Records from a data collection

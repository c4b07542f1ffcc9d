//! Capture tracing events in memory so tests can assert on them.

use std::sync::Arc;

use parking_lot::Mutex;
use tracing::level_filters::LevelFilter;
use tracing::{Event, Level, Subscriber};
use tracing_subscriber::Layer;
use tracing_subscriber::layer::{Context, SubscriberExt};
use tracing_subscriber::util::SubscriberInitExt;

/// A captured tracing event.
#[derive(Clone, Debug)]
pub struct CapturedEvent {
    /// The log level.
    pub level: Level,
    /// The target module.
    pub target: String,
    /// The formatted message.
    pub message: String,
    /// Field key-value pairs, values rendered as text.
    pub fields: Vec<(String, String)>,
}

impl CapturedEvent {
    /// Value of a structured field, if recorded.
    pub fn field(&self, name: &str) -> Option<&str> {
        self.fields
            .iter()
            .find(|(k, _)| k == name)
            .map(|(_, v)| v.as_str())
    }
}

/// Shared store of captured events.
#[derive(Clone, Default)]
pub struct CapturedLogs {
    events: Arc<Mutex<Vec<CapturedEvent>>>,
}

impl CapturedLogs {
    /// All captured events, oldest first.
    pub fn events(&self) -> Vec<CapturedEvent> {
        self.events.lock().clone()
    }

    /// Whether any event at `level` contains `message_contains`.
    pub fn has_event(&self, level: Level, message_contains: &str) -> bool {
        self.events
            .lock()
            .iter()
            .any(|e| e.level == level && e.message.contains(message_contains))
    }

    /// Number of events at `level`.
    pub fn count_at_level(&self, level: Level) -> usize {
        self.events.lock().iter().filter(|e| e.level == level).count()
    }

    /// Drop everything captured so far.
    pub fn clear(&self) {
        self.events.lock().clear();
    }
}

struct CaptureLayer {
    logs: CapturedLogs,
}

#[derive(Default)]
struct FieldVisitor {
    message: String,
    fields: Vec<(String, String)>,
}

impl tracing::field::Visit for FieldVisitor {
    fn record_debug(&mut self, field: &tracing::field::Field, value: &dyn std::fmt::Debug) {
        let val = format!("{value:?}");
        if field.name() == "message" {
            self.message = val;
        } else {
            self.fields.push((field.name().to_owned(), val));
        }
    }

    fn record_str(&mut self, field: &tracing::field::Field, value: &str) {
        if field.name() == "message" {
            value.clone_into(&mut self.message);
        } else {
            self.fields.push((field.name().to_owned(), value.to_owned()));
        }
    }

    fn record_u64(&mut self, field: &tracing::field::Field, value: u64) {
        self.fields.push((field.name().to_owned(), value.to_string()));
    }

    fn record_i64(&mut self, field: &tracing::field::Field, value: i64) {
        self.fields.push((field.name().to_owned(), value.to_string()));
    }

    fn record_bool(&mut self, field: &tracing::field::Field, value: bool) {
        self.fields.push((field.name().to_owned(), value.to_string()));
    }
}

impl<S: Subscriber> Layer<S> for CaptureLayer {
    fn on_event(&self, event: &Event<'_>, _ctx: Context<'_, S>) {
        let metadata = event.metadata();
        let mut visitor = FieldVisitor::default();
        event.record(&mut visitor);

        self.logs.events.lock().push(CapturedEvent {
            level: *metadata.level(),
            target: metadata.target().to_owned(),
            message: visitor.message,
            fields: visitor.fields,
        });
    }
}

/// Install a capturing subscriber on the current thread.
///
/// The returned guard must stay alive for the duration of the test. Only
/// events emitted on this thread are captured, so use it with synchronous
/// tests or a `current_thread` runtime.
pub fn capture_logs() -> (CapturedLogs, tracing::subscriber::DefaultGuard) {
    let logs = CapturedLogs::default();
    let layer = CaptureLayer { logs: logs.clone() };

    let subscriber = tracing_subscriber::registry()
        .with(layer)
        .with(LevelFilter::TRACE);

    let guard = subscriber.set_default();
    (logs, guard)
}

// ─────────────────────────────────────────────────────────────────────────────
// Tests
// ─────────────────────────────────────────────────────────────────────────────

→ **What is expected**
Word for word, restate all of the data shown above.

→ **Written solution**
repository c4b07542f1ffcc9d
//! Capture tracing events in memory so tests can assert on them.

use std::sync::Arc;

use parking_lot::Mutex;
use tracing::level_filters::LevelFilter;
use tracing::{Event, Level, Subscriber};
use tracing_subscriber::Layer;
use tracing_subscriber::layer::{Context, SubscriberExt};
use tracing_subscriber::util::SubscriberInitExt;

/// A captured tracing event.
#[derive(Clone, Debug)]
pub struct CapturedEvent {
    /// The log level.
    pub level: Level,
    /// The target module.
    pub target: String,
    /// The formatted message.
    pub message: String,
    /// Field key-value pairs, values rendered as text.
    pub fields: Vec<(String, String)>,
}

impl CapturedEvent {
    /// Value of a structured field, if recorded.
    pub fn field(&self, name: &str) -> Option<&str> {
        self.fields
            .iter()
            .find(|(k, _)| k == name)
            .map(|(_, v)| v.as_str())
    }
}

/// Shared store of captured events.
#[derive(Clone, Default)]
pub struct CapturedLogs {
    events: Arc<Mutex<Vec<CapturedEvent>>>,
}

impl CapturedLogs {
    /// All captured events, oldest first.
    pub fn events(&self) -> Vec<CapturedEvent> {
        self.events.lock().clone()
    }

    /// Whether any event at `level` contains `message_contains`.
    pub fn has_event(&self, level: Level, message_contains: &str) -> bool {
        self.events
            .lock()
            .iter()
            .any(|e| e.level == level && e.message.contains(message_contains))
    }

    /// Number of events at `level`.
    pub fn count_at_level(&self, level: Level) -> usize {
        self.events.lock().iter().filter(|e| e.level == level).count()
    }

    /// Drop everything captured so far.
    pub fn clear(&self) {
        self.events.lock().clear();
    }
}

struct CaptureLayer {
    logs: CapturedLogs,
}

#[derive(Default)]
struct FieldVisitor {
    message: String,
    fields: Vec<(String, String)>,
}

impl tracing::field::Visit for FieldVisitor {
    fn record_debug(&mut self, field: &tracing::field::Field, value: &dyn std::fmt::Debug) {
        let val = format!("{value:?}");
        if field.name() == "message" {
            self.message = val;
        } else {
            self.fields.push((field.name().to_owned(), val));
        }
    }

    fn record_str(&mut self, field: &tracing::field::Field, value: &str) {
        if field.name() == "message" {
            value.clone_into(&mut self.message);
        } else {
            self.fields.push((field.name().to_owned(), value.to_owned()));
        }
    }

    fn record_u64(&mut self, field: &tracing::field::Field, value: u64) {
        self.fields.push((field.name().to_owned(), value.to_string()));
    }

    fn record_i64(&mut self, field: &tracing::field::Field, value: i64) {
        self.fields.push((field.name().to_owned(), value.to_string()));
    }

    fn record_bool(&mut self, field: &tracing::field::Field, value: bool) {
        self.fields.push((field.name().to_owned(), value.to_string()));
    }
}

impl<S: Subscriber> Layer<S> for CaptureLayer {
    fn on_event(&self, event: &Event<'_>, _ctx: Context<'_, S>) {
        let metadata = event.metadata();
        let mut visitor = FieldVisitor::default();
        event.record(&mut visitor);

        self.logs.events.lock().push(CapturedEvent {
            level: *metadata.level(),
            target: metadata.target().to_owned(),
            message: visitor.message,
            fields: visitor.fields,
        });
    }
}

/// Install a capturing subscriber on the current thread.
///
/// The returned guard must stay alive for the duration of the test. Only
/// events emitted on this thread are captured, so use it with synchronous
/// tests or a `current_thread` runtime.
pub fn capture_logs() -> (CapturedLogs, tracing::subscriber::DefaultGuard) {
    let logs = CapturedLogs::default();
    let layer = CaptureLayer { logs: logs.clone() };

    let subscriber = tracing_subscriber::registry()
        .with(layer)
        .with(LevelFilter::TRACE);

    let guard = subscriber.set_default();
    (logs, guard)
}

// ─────────────────────────────────────────────────────────────────────────────
// Tests
// ─────────────────────────────────────────────────────────────────────────────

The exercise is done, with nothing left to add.